Detroit’s new archbishop reaches out over breakfast

bilde.jpgwide range of religious and civic leaders met Monday with the new archbishop of Detroit, saying they hope he continues to develop interfaith relationships
Allen Vigneron’s outreach was especially well-received by a local Jewish leader given the controversy last month over Pope Benedict XVI’s decision to lift the excommunication of an English bishop who denies the Holocaust.

It was the first major meeting for Vigneron outside the Catholic Church since he took over on Wednesday from Cardinal Adam Maida.

The breakfast at the Westin Book Cadillac hotel featured about 100 leaders from metro Detroit’s Jewish, Muslim, Chaldean, Arab, African-American, Greek and mainline Protestant communities. Imam Hassan Qazwini, head of the Islamic Center of America in Dearborn, delivered the invocation, and Rabbi Joseph Krakoff, senior rabbi at Congregation Shaarey Zedek in Southfield, read from the book of Genesis. Detroit Mayor Ken Cockrel Jr. also spoke, welcoming Vigneron back to the state in which he was born.

During his talk, Vigneron stressed the importance of religion in underpinning societal morality, and concepts of rights and equality.

“He seemed to be a very kind, genuine, thoughtful, smart man,” Krakoff said. “We got a friend in the church, and he’s a got a friend in the Jewish community.”

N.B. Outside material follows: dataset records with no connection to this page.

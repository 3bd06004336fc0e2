use crate::manifest::FunctionManifest;
use crate::protocol::{ERROR_FLAG, RESULT_END, RESULT_START, USAGE};
use crate::syntax::TokenView;

const HEADER: &str = "// Generated by wisp from a worker source bundle. Do not edit.\n\n";

const ENTRY_POINT: &str = r#"
function __wispEmit(value) {
  process.stdout.write(__WISP_RESULT_START + JSON.stringify(value) + __WISP_RESULT_END + "\n");
}

async function __wispMain(argv) {
  const [functionName, rawPayload] = argv;
  if (functionName === undefined) {
    console.error(__WISP_USAGE);
    process.exitCode = 1;
    return;
  }
  const target = Object.prototype.hasOwnProperty.call(__wispRegistry, functionName)
    ? __wispRegistry[functionName]
    : undefined;
  if (typeof target !== "function") {
    const available = Object.keys(__wispRegistry).join(", ");
    console.error(`Function "${functionName}" not found. Available functions: ${available}`);
    process.exitCode = 1;
    return;
  }
  try {
    const payload = rawPayload === undefined ? {} : JSON.parse(rawPayload);
    const result = await target(payload);
    __wispEmit(result === undefined ? null : result);
  } catch (error) {
    const message = error instanceof Error ? error.message : String(error);
    __wispEmit({ [__WISP_ERROR_FLAG]: true, message });
    process.exitCode = 1;
  }
}

__wispMain(process.argv.slice(2));
"#;

/// A self-contained dispatch script for one source bundle version.
#[derive(Debug, Clone, PartialEq, Eq)]
pub struct GeneratedScript {
    source: String,
    manifest: FunctionManifest,
}

impl GeneratedScript {
    pub fn source(&self) -> &str {
        &self.source
    }

    pub fn manifest(&self) -> &FunctionManifest {
        &self.manifest
    }
}

/// Combine stripped user code with a registry of `manifest` and the
/// command-line entry point.
///
/// The script is invoked as `<script> <functionName> [<jsonPayload>]` and
/// writes exactly one `__RESULT__<json>__END_RESULT__` line on success or on
/// a thrown error.
pub fn assemble(stripped: &str, manifest: &FunctionManifest) -> GeneratedScript {
    let code = remove_exports(stripped);

    let mut source = String::with_capacity(code.len() + ENTRY_POINT.len() + 512);
    source.push_str(HEADER);
    source.push_str(code.trim_end());
    source.push_str("\n\nconst __wispRegistry = {\n");
    for name in manifest.names() {
        source.push_str(&format!("  {}: {name},\n", js_string(name)));
    }
    source.push_str("};\n\n");
    source.push_str(&format!("const __WISP_RESULT_START = {};\n", js_string(RESULT_START)));
    source.push_str(&format!("const __WISP_RESULT_END = {};\n", js_string(RESULT_END)));
    source.push_str(&format!("const __WISP_ERROR_FLAG = {};\n", js_string(ERROR_FLAG)));
    source.push_str(&format!("const __WISP_USAGE = {};\n", js_string(USAGE)));
    source.push_str(ENTRY_POINT);

    GeneratedScript {
        source,
        manifest: manifest.clone(),
    }
}

fn js_string(value: &str) -> String {
    serde_json::Value::from(value).to_string()
}

/// Turn top-level `export` statements into plain local definitions.
fn remove_exports(code: &str) -> String {
    let view = TokenView::new(code);
    let mut removed = Vec::new();
    let mut depth = 0usize;

    let mut i = 0;
    while i < view.len() {
        match view.text(i) {
            "{" => depth += 1,
            "}" => depth = depth.saturating_sub(1),
            "export" if depth == 0 => {
                let next = if view.is(i + 1, "default") { i + 2 } else { i + 1 };
                if view.is(next, "{") || view.is(next, "*") {
                    // Re-export lists have no local effect.
                    let last = view.statement_end(i);
                    removed.push(view.start(i)..view.end(last));
                    i = last + 1;
                    continue;
                }
                removed.push(view.start(i)..view.start(next));
                i = next;
                continue;
            }
            _ => {}
        }
        i += 1;
    }

    let mut out = String::with_capacity(code.len());
    let mut pos = 0;
    for range in removed {
        out.push_str(&code[pos..range.start]);
        pos = range.end;
    }
    out.push_str(&code[pos..]);
    out
}

#[cfg(test)]
mod tests {
    use super::*;

    fn manifest(names: &[&str]) -> FunctionManifest {
        FunctionManifest::new(names.iter().map(|n| n.to_string()))
    }

    #[test]
    fn export_keywords_become_local_definitions() {
        let code = "export async function echo(p) { return p; }\nexport const add = (p) => p.x + p.y;\nexport default function main() {}\nexport { echo as again };\nconst inner = { export: 1 };\n";
        assert_eq!(
            remove_exports(code),
            "async function echo(p) { return p; }\nconst add = (p) => p.x + p.y;\nfunction main() {}\n\nconst inner = { export: 1 };\n"
        );
    }

    #[test]
    fn registry_follows_manifest_order() {
        let script = assemble(
            "export function b() {}\nexport function a() {}\n",
            &manifest(&["b", "a"]),
        );
        let source = script.source();
        let registry = source.find("const __wispRegistry = {\n  \"b\": b,\n  \"a\": a,\n};").unwrap();
        let body = source.find("function b() {}").unwrap();
        assert!(body < registry);
        assert!(!source.contains("export function"));
    }

    #[test]
    fn entry_point_emits_single_marker_line() {
        let script = assemble("export function f() {}", &manifest(&["f"]));
        let source = script.source();
        assert!(source.contains("const __WISP_RESULT_START = \"__RESULT__\";"));
        assert!(source.contains("const __WISP_RESULT_END = \"__END_RESULT__\";"));
        assert!(source.contains("const __WISP_ERROR_FLAG = \"__error\";"));
        assert_eq!(source.matches("process.stdout.write(").count(), 1);
        assert!(source.trim_end().ends_with("__wispMain(process.argv.slice(2));"));
    }
}
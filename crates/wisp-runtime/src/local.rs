//! Reference provider running workers as local child processes.
//!
//! Each runtime is a fresh temporary directory. Commands run with that
//! directory as their working directory, with stdin closed and both output
//! pipes pumped as chunks. This provides no sandboxing beyond process and
//! directory separation.

use std::path::{Component, Path, PathBuf};
use std::sync::atomic::{AtomicBool, Ordering};
use std::sync::{Arc, Mutex};
use std::time::Duration;

use anyhow::{Context, bail};
use tokio::io::{AsyncRead, AsyncReadExt};
use tokio::process::Command;
use tokio::sync::{mpsc, watch};

use crate::event::Channel;
use crate::provider::{
    BoxFuture, CommandSpec, ExecutionProvider, ExitStatus, IsolatedRuntime, OutputChunk,
    RunningProcess,
};

const CHUNK_SIZE: usize = 8 * 1024;
const OUTPUT_BUFFER: usize = 64;

#[derive(Debug, Clone, Default)]
pub struct LocalProcessProvider {
    work_dir: Option<PathBuf>,
    timeout: Option<Duration>,
}

impl LocalProcessProvider {
    pub fn new() -> Self {
        Self::default()
    }

    /// Create runtime directories under `dir` instead of the OS temp dir.
    pub fn with_work_dir(mut self, dir: impl Into<PathBuf>) -> Self {
        self.work_dir = Some(dir.into());
        self
    }

    /// Kill processes still running after `timeout`.
    pub fn with_timeout(mut self, timeout: Duration) -> Self {
        self.timeout = Some(timeout);
        self
    }

    async fn create(&self) -> anyhow::Result<Arc<dyn IsolatedRuntime>> {
        let dir = match &self.work_dir {
            Some(parent) => {
                tokio::fs::create_dir_all(parent)
                    .await
                    .with_context(|| format!("creating {}", parent.display()))?;
                tempfile::Builder::new().prefix("wisp-").tempdir_in(parent)?
            }
            None => tempfile::Builder::new().prefix("wisp-").tempdir()?,
        };
        let runtime = LocalRuntime::new(dir, self.timeout);
        tracing::debug!(runtime_id = runtime.id, dir = %runtime.root.display(), "Local runtime directory created");
        Ok(Arc::new(runtime))
    }
}

impl ExecutionProvider for LocalProcessProvider {
    fn name(&self) -> &str {
        "local-process"
    }

    fn create_runtime(&self) -> BoxFuture<'_, anyhow::Result<Arc<dyn IsolatedRuntime>>> {
        Box::pin(self.create())
    }
}

struct LocalRuntime {
    id: String,
    root: PathBuf,
    dir: Mutex<Option<tempfile::TempDir>>,
    timeout: Option<Duration>,
    stopped: AtomicBool,
    stop_signal: watch::Sender<bool>,
}

impl LocalRuntime {
    fn new(dir: tempfile::TempDir, timeout: Option<Duration>) -> Self {
        let (stop_signal, _) = watch::channel(false);
        Self {
            id: uuid::Uuid::new_v4().to_string(),
            root: dir.path().to_path_buf(),
            dir: Mutex::new(Some(dir)),
            timeout,
            stopped: AtomicBool::new(false),
            stop_signal,
        }
    }

    fn ensure_running(&self) -> anyhow::Result<()> {
        if self.stopped.load(Ordering::SeqCst) {
            bail!("runtime {} has been stopped", self.id);
        }
        Ok(())
    }

    async fn write(&self, path: &str, contents: &[u8]) -> anyhow::Result<()> {
        self.ensure_running()?;
        let target = contained_path(&self.root, path)?;
        if let Some(parent) = target.parent() {
            tokio::fs::create_dir_all(parent).await?;
        }
        tokio::fs::write(&target, contents)
            .await
            .with_context(|| format!("writing {}", target.display()))?;
        Ok(())
    }

    async fn spawn(&self, command: &CommandSpec) -> anyhow::Result<RunningProcess> {
        self.ensure_running()?;
        let mut child = Command::new(&command.program)
            .args(&command.args)
            .current_dir(&self.root)
            .stdin(std::process::Stdio::null())
            .stdout(std::process::Stdio::piped())
            .stderr(std::process::Stdio::piped())
            .kill_on_drop(true)
            .spawn()
            .with_context(|| format!("spawning {}", command.program))?;

        let (tx, output) = mpsc::channel(OUTPUT_BUFFER);
        if let Some(stdout) = child.stdout.take() {
            tokio::spawn(pump(stdout, Channel::Stdout, tx.clone()));
        }
        if let Some(stderr) = child.stderr.take() {
            tokio::spawn(pump(stderr, Channel::Stderr, tx));
        }

        let exit = wait_child(
            child,
            self.timeout,
            self.stop_signal.subscribe(),
            self.id.clone(),
        );
        Ok(RunningProcess {
            output,
            exit: Box::pin(exit),
        })
    }

    async fn shutdown(&self) -> anyhow::Result<()> {
        if self.stopped.swap(true, Ordering::SeqCst) {
            return Ok(());
        }
        self.stop_signal.send_replace(true);

        let dir = match self.dir.lock() {
            Ok(mut guard) => guard.take(),
            Err(poisoned) => poisoned.into_inner().take(),
        };
        if let Some(dir) = dir {
            tokio::task::spawn_blocking(move || dir.close())
                .await?
                .with_context(|| format!("removing {}", self.root.display()))?;
        }
        Ok(())
    }
}

/// Resolve `path` inside `root`, rejecting anything that could escape it.
fn contained_path(root: &Path, path: &str) -> anyhow::Result<PathBuf> {
    let relative = Path::new(path);
    if path.is_empty()
        || !relative
            .components()
            .all(|c| matches!(c, Component::Normal(_) | Component::CurDir))
    {
        bail!("invalid runtime path: {path:?}");
    }
    Ok(root.join(relative))
}

impl IsolatedRuntime for LocalRuntime {
    fn id(&self) -> &str {
        &self.id
    }

    fn write_file<'a>(
        &'a self,
        path: &'a str,
        contents: &'a [u8],
    ) -> BoxFuture<'a, anyhow::Result<()>> {
        Box::pin(self.write(path, contents))
    }

    fn run<'a>(&'a self, command: &'a CommandSpec) -> BoxFuture<'a, anyhow::Result<RunningProcess>> {
        Box::pin(self.spawn(command))
    }

    fn stop(&self) -> BoxFuture<'_, anyhow::Result<()>> {
        Box::pin(self.shutdown())
    }
}

/// Reap `child`, killing it on timeout or when the runtime is stopped.
async fn wait_child(
    mut child: tokio::process::Child,
    timeout: Option<Duration>,
    mut stop: watch::Receiver<bool>,
    runtime_id: String,
) -> anyhow::Result<ExitStatus> {
    let deadline = async {
        match timeout {
            Some(limit) => tokio::time::sleep(limit).await,
            None => std::future::pending::<()>().await,
        }
    };
    let stopped = async {
        // A dropped sender means the runtime itself is gone.
        let _ = stop.wait_for(|stopped| *stopped).await;
    };

    let waited = tokio::select! {
        status = child.wait() => Some(status),
        _ = deadline => {
            tracing::warn!(runtime_id, ?timeout, "Worker process timed out; killing");
            None
        }
        _ = stopped => {
            tracing::debug!(runtime_id, "Runtime stopped while process running; killing");
            None
        }
    };

    match waited {
        Some(status) => Ok(ExitStatus {
            code: status?.code(),
        }),
        None => {
            child.kill().await?;
            Ok(ExitStatus { code: None })
        }
    }
}

async fn pump<R>(mut reader: R, channel: Channel, tx: mpsc::Sender<OutputChunk>)
where
    R: AsyncRead + Unpin,
{
    let mut buf = vec![0u8; CHUNK_SIZE];
    loop {
        match reader.read(&mut buf).await {
            Ok(0) => break,
            Ok(n) => {
                let chunk = OutputChunk {
                    channel,
                    data: buf[..n].to_vec(),
                };
                if tx.send(chunk).await.is_err() {
                    break;
                }
            }
            Err(e) => {
                tracing::debug!(?channel, "Output pipe read failed: {e}");
                break;
            }
        }
    }
}

#[cfg(test)]
mod tests {
    use super::*;

    #[test]
    fn paths_must_stay_inside_the_runtime() {
        let root = Path::new("/tmp/wisp-root");
        assert_eq!(
            contained_path(root, "worker.mjs").unwrap(),
            root.join("worker.mjs")
        );
        assert!(contained_path(root, "lib/util.mjs").is_ok());
        assert!(contained_path(root, "../escape.mjs").is_err());
        assert!(contained_path(root, "/etc/passwd").is_err());
        assert!(contained_path(root, "").is_err());
    }

    #[tokio::test]
    async fn stop_removes_the_runtime_directory() {
        let tmp = tempfile::TempDir::new().unwrap();
        let provider = LocalProcessProvider::new().with_work_dir(tmp.path());
        let runtime = provider.create_runtime().await.unwrap();
        runtime.write_file("worker.mjs", b"// empty").await.unwrap();

        let dirs: Vec<_> = std::fs::read_dir(tmp.path()).unwrap().collect();
        assert_eq!(dirs.len(), 1);

        runtime.stop().await.unwrap();
        assert_eq!(std::fs::read_dir(tmp.path()).unwrap().count(), 0);
        assert!(runtime.write_file("again.mjs", b"").await.is_err());
        // Stopping twice is harmless.
        runtime.stop().await.unwrap();
    }

    #[cfg(unix)]
    #[tokio::test]
    async fn streams_both_channels_and_reports_exit_code() {
        let provider = LocalProcessProvider::new();
        let runtime = provider.create_runtime().await.unwrap();
        let command = CommandSpec {
            program: "sh".into(),
            args: vec!["-c".into(), "echo out; echo err 1>&2; exit 3".into()],
        };
        let RunningProcess { mut output, exit } = runtime.run(&command).await.unwrap();

        let mut stdout = Vec::new();
        let mut stderr = Vec::new();
        while let Some(chunk) = output.recv().await {
            match chunk.channel {
                Channel::Stdout => stdout.extend(chunk.data),
                Channel::Stderr => stderr.extend(chunk.data),
            }
        }
        let status = exit.await.unwrap();

        assert_eq!(stdout, b"out\n");
        assert_eq!(stderr, b"err\n");
        assert_eq!(status.code, Some(3));
        runtime.stop().await.unwrap();
    }

    #[cfg(unix)]
    #[tokio::test]
    async fn background_child_holding_the_pipes_does_not_stall_invocation() {
        let provider = LocalProcessProvider::new().with_timeout(Duration::from_secs(1));
        let runtime = provider.create_runtime().await.unwrap();
        let command = CommandSpec {
            program: "sh".into(),
            args: vec![
                "-c".into(),
                "sleep 6 & echo __RESULT__1__END_RESULT__".into(),
            ],
        };
        let (tx, _rx) = mpsc::channel(16);

        let started = std::time::Instant::now();
        let completed = crate::transport::invoke(runtime.as_ref(), &command, &tx)
            .await
            .unwrap();
        assert!(started.elapsed() < Duration::from_secs(4));
        assert_eq!(completed.value, serde_json::json!(1));
        runtime.stop().await.unwrap();
    }

    #[cfg(unix)]
    #[tokio::test]
    async fn timeout_kills_the_process() {
        let provider = LocalProcessProvider::new().with_timeout(Duration::from_millis(100));
        let runtime = provider.create_runtime().await.unwrap();
        let command = CommandSpec {
            program: "sleep".into(),
            args: vec!["5".into()],
        };
        let running = runtime.run(&command).await.unwrap();
        let status = running.exit.await.unwrap();
        assert_eq!(status.code, None);
        runtime.stop().await.unwrap();
    }
}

Vigneron also stated the church’s antiabortion view and how it relates to the idea of equality.

“I have the hope that those who disagree with me on this matter will … eventually be led by the inherent logic of these virtues to see what appears so clear to me,” Vigneron said.

The Rev. Oscar King III, pastor of Northwest Unity Baptist Church and president of the Council of Baptist Pastors, spoke at the breakfast.

“Even though we may be black and Baptist … the Catholic Church takes care and provides a whole lot of services for our residents,” King said after the meeting. “We eagerly join forces with him.”